Dá, no entanto, a impressão que muitas das pessoas, que vemos a reagir a tudo isto, vão tentando criar desculpas – umas nota-se logo de forma mais assumida, outras de modo mais presumido – para o significado mais profundo que esta tragédia, com tantas perdas emocionais, materiais e afetivas bem como outros aspetos sócio/culturais, podem envolver.

Há de verdade questões que necessitam de algum distanciamento para conseguirmos pronunciar-nos sobre isso, mas tantos outros aspetos revelam o que de mais genuíno há no povo português: a capacidade de sofrimento com a dor alheia, chamem-lhe solidariedade ou continuemos a considera-la na sua essência como caridade cristã. Com que abnegação vemos as pessoas despojarem-se de tantas coisas para que os outros recomecem com um mínimo de dignidade… Com que espírito fraterno vemos emergirem sinais de que temos um lado humano muito cristão, mesmo que, por vezes, se envergonhe das suas raízes e dos sinais exteriores de expressão dessa comunhão…

Por entre tantas e tão benéficas manifestações da grandeza de alma do povo português continuo a interrogar-me sobre a ausência clara e distinta da leitura cristã dos sinais, pois raramente Deus é metido em tudo isto, como se fossemos boas pessoas por natureza, quando temos visto logo surgirem oportunistas e larápios a aproveitarem-se da desgraça alheia.

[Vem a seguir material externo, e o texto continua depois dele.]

use std::collections::HashMap;
use std::sync::atomic::{AtomicU64, Ordering};
use std::sync::{Arc, Mutex, MutexGuard, PoisonError};
use std::time::Duration;

use log::{debug, error, info};
use tokio::runtime::Handle;
use tokio::task::JoinHandle;

use super::codec;
use super::options::{DEFAULT_DEBOUNCE, DEFAULT_MAX_PERSISTED};
use super::store::RecordStore;
use super::types::{RecordId, StorageError};
use crate::draw::Stroke;

/// Debounced writer between boards and a [`RecordStore`].
///
/// Every [`schedule`](Self::schedule) call restarts the idle timer for its
/// record; only the trailing snapshot is written. Each scheduled save carries
/// a generation number and writes for the same record are serialized, so an
/// older snapshot never lands after a newer one.
///
/// Timers run on the injected tokio runtime; the store itself is called on
/// the blocking pool (or on the caller's thread for [`flush`](Self::flush)).
#[derive(Clone)]
pub struct PersistenceGateway {
    inner: Arc<GatewayInner>,
}

struct GatewayInner {
    runtime: Handle,
    store: Arc<dyn RecordStore>,
    delay: Duration,
    max_persisted: usize,
    generation: AtomicU64,
    pending: Mutex<HashMap<RecordId, PendingSave>>,
    slots: Mutex<HashMap<RecordId, Arc<Mutex<WriteSlot>>>>,
}

struct PendingSave {
    generation: u64,
    strokes: Arc<Vec<Stroke>>,
    task: Option<JoinHandle<()>>,
}

#[derive(Default)]
struct WriteSlot {
    last_written: u64,
}

fn lock<T>(mutex: &Mutex<T>) -> MutexGuard<'_, T> {
    mutex.lock().unwrap_or_else(PoisonError::into_inner)
}

impl PersistenceGateway {
    /// Creates a gateway with the default one second debounce.
    ///
    /// # Arguments
    /// * `runtime` - Tokio runtime handle for spawning timers
    /// * `store` - Backing store for serialized boards
    pub fn new(runtime: &Handle, store: Arc<dyn RecordStore>) -> Self {
        Self::with_settings(runtime, store, DEFAULT_DEBOUNCE, DEFAULT_MAX_PERSISTED)
    }

    pub fn with_settings(
        runtime: &Handle,
        store: Arc<dyn RecordStore>,
        delay: Duration,
        max_persisted: usize,
    ) -> Self {
        Self {
            inner: Arc::new(GatewayInner {
                runtime: runtime.clone(),
                store,
                delay,
                max_persisted,
                generation: AtomicU64::new(0),
                pending: Mutex::new(HashMap::new()),
                slots: Mutex::new(HashMap::new()),
            }),
        }
    }

    /// Reads and decodes the stored board for `record`.
    ///
    /// A missing record yields an empty list. Malformed entries are skipped.
    pub fn load(&self, record: &RecordId) -> Result<Vec<Stroke>, StorageError> {
        let Some(text) = self.inner.store.get(record)? else {
            debug!("No stored board for record {record}");
            return Ok(Vec::new());
        };

        let decoded = codec::decode(&text);
        info!(
            "Loaded {} strokes for record {} ({} skipped{})",
            decoded.strokes.len(),
            record,
            decoded.skipped,
            if decoded.recovered {
                ", recovered from damaged data"
            } else {
                ""
            }
        );
        Ok(decoded.strokes)
    }

    /// (Re)starts the idle timer for `record` with a new snapshot.
    pub fn schedule(&self, record: &RecordId, strokes: Vec<Stroke>) {
        let inner = &self.inner;
        let generation = inner.generation.fetch_add(1, Ordering::SeqCst) + 1;
        let strokes = Arc::new(strokes);

        // Held across the spawn so a zero delay cannot fire before the entry exists.
        let mut pending = lock(&inner.pending);

        let task = {
            let inner = Arc::clone(inner);
            let record = record.clone();
            let strokes = Arc::clone(&strokes);
            inner.runtime.clone().spawn(async move {
                tokio::time::sleep(inner.delay).await;
                if !inner.is_current(&record, generation) {
                    return;
                }
                let writer = Arc::clone(&inner);
                let result = tokio::task::spawn_blocking(move || {
                    match writer.write(&record, generation, &strokes) {
                        Ok(_) => writer.finish_pending(&record, generation),
                        // The entry stays pending so the next flush retries it.
                        Err(err) => error!(
                            "Failed to save board for record {record} (generation {generation}): {err}"
                        ),
                    }
                })
                .await;
                if let Err(err) = result {
                    error!("Debounced board save task failed: {err}");
                }
            })
        };

        let previous = pending.insert(
            record.clone(),
            PendingSave {
                generation,
                strokes,
                task: Some(task),
            },
        );
        drop(pending);

        if let Some(mut previous) = previous {
            previous.abort();
            debug!(
                "Save for record {} superseded (generation {} -> {})",
                record, previous.generation, generation
            );
        }
    }

    /// Cancels the pending timer for `record` and writes its snapshot now.
    ///
    /// Runs on the caller's thread and returns once the latest snapshot is on
    /// the store, even if a timer write for it is already in flight. Returns
    /// `Ok(false)` when nothing needed writing.
    ///
    /// A failed write leaves the snapshot pending, so a later flush (or
    /// [`flush_all`](Self::flush_all)) tries it again.
    pub fn flush(&self, record: &RecordId) -> Result<bool, StorageError> {
        let pending = lock(&self.inner.pending).remove(record);
        let Some(mut pending) = pending else {
            return Ok(false);
        };
        pending.abort();
        match self
            .inner
            .write(record, pending.generation, &pending.strokes)
        {
            Ok(written) => Ok(written),
            Err(err) => {
                self.inner.restore_pending(record, pending);
                Err(err)
            }
        }
    }

    /// Flushes every record with a pending save. Failures are logged.
    pub fn flush_all(&self) {
        let records: Vec<RecordId> = lock(&self.inner.pending).keys().cloned().collect();
        for record in records {
            if let Err(err) = self.flush(&record) {
                error!("Failed to flush board for record {record}: {err}");
            }
        }
    }

    /// Drops the pending save for `record` without writing it.
    pub fn cancel(&self, record: &RecordId) -> bool {
        match lock(&self.inner.pending).remove(record) {
            Some(mut pending) => {
                pending.abort();
                true
            }
            None => false,
        }
    }

    pub fn has_pending(&self, record: &RecordId) -> bool {
        lock(&self.inner.pending).contains_key(record)
    }

    pub fn delay(&self) -> Duration {
        self.inner.delay
    }
}

impl PendingSave {
    fn abort(&mut self) {
        if let Some(task) = self.task.take() {
            task.abort();
        }
    }
}

impl GatewayInner {
    fn is_current(&self, record: &RecordId, generation: u64) -> bool {
        lock(&self.pending)
            .get(record)
            .is_some_and(|entry| entry.generation == generation)
    }

    /// Removes the pending entry once its write is done, unless superseded.
    fn finish_pending(&self, record: &RecordId, generation: u64) {
        let mut pending = lock(&self.pending);
        if pending
            .get(record)
            .is_some_and(|entry| entry.generation == generation)
        {
            pending.remove(record);
        }
    }

    /// Puts a snapshot whose write failed back, unless a newer one arrived meanwhile.
    fn restore_pending(&self, record: &RecordId, save: PendingSave) {
        let mut pending = lock(&self.pending);
        if pending
            .get(record)
            .is_none_or(|entry| entry.generation < save.generation)
        {
            pending.insert(record.clone(), save);
        }
    }

    fn slot(&self, record: &RecordId) -> Arc<Mutex<WriteSlot>> {
        Arc::clone(lock(&self.slots).entry(record.clone()).or_default())
    }

    fn write(
        &self,
        record: &RecordId,
        generation: u64,
        strokes: &[Stroke],
    ) -> Result<bool, StorageError> {
        let slot_lock = self.slot(record);
        let mut slot = lock(&*slot_lock);
        if generation <= slot.last_written {
            debug!(
                "Skipping stale save for record {} (generation {} <= {})",
                record, generation, slot.last_written
            );
            return Ok(false);
        }

        let payload = codec::encode(strokes, self.max_persisted)?;
        self.store.set(record, &payload)?;
        slot.last_written = generation;
        debug!(
            "Persisted {} strokes for record {} (generation {})",
            strokes.len().min(self.max_persisted),
            record,
            generation
        );
        Ok(true)
    }
}

#[cfg(test)]
mod tests {
    use super::*;
    use crate::draw::{Path, Point, RED};
    use crate::input::ToolMode;
    use crate::storage::MemoryRecordStore;

    fn strokes(count: usize) -> Vec<Stroke> {
        (0..count)
            .filter_map(|n| {
                Stroke::new(
                    Path::from_points(&[Point::new(n as f64, 0.0), Point::new(n as f64, 1.0)]),
                    RED,
                    2.0,
                    ToolMode::Normal,
                )
            })
            .collect()
    }

    #[tokio::test]
    async fn older_generation_never_overwrites_newer() {
        let store = Arc::new(MemoryRecordStore::new());
        let gateway = PersistenceGateway::new(&Handle::current(), store.clone());
        let record = RecordId::new("r1");

        assert!(gateway.inner.write(&record, 2, &strokes(2)).unwrap());
        assert!(!gateway.inner.write(&record, 1, &strokes(1)).unwrap());
        assert!(!gateway.inner.write(&record, 2, &strokes(3)).unwrap());

        let text = store.get(&record).unwrap().unwrap();
        assert_eq!(codec::decode(&text).strokes, strokes(2));
    }

    #[tokio::test]
    async fn restored_save_never_replaces_a_newer_one() {
        let store = Arc::new(MemoryRecordStore::new());
        let gateway = PersistenceGateway::new(&Handle::current(), store.clone());
        let record = RecordId::new("r1");
        let save = |generation, count| PendingSave {
            generation,
            strokes: Arc::new(strokes(count)),
            task: None,
        };

        gateway.inner.restore_pending(&record, save(4, 2));
        gateway.inner.restore_pending(&record, save(3, 1));
        assert!(gateway.flush(&record).unwrap());

        let text = store.get(&record).unwrap().unwrap();
        assert_eq!(codec::decode(&text).strokes, strokes(2));
        assert!(!gateway.has_pending(&record));
    }
}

Em tantos destes momentos publicitados não temos visto a Igreja católica de forma assumida e sem medo. Por onde andam os responsáveis cimeiros das dioceses nas notícias? Será que bastará uma nota de rodapé para dignificar o trabalho desenvolvido? É preciso que brilhe a luz diante dos homens para que glorifiquem o Pai dos Céus. Que essa luz apareça…bem acesa!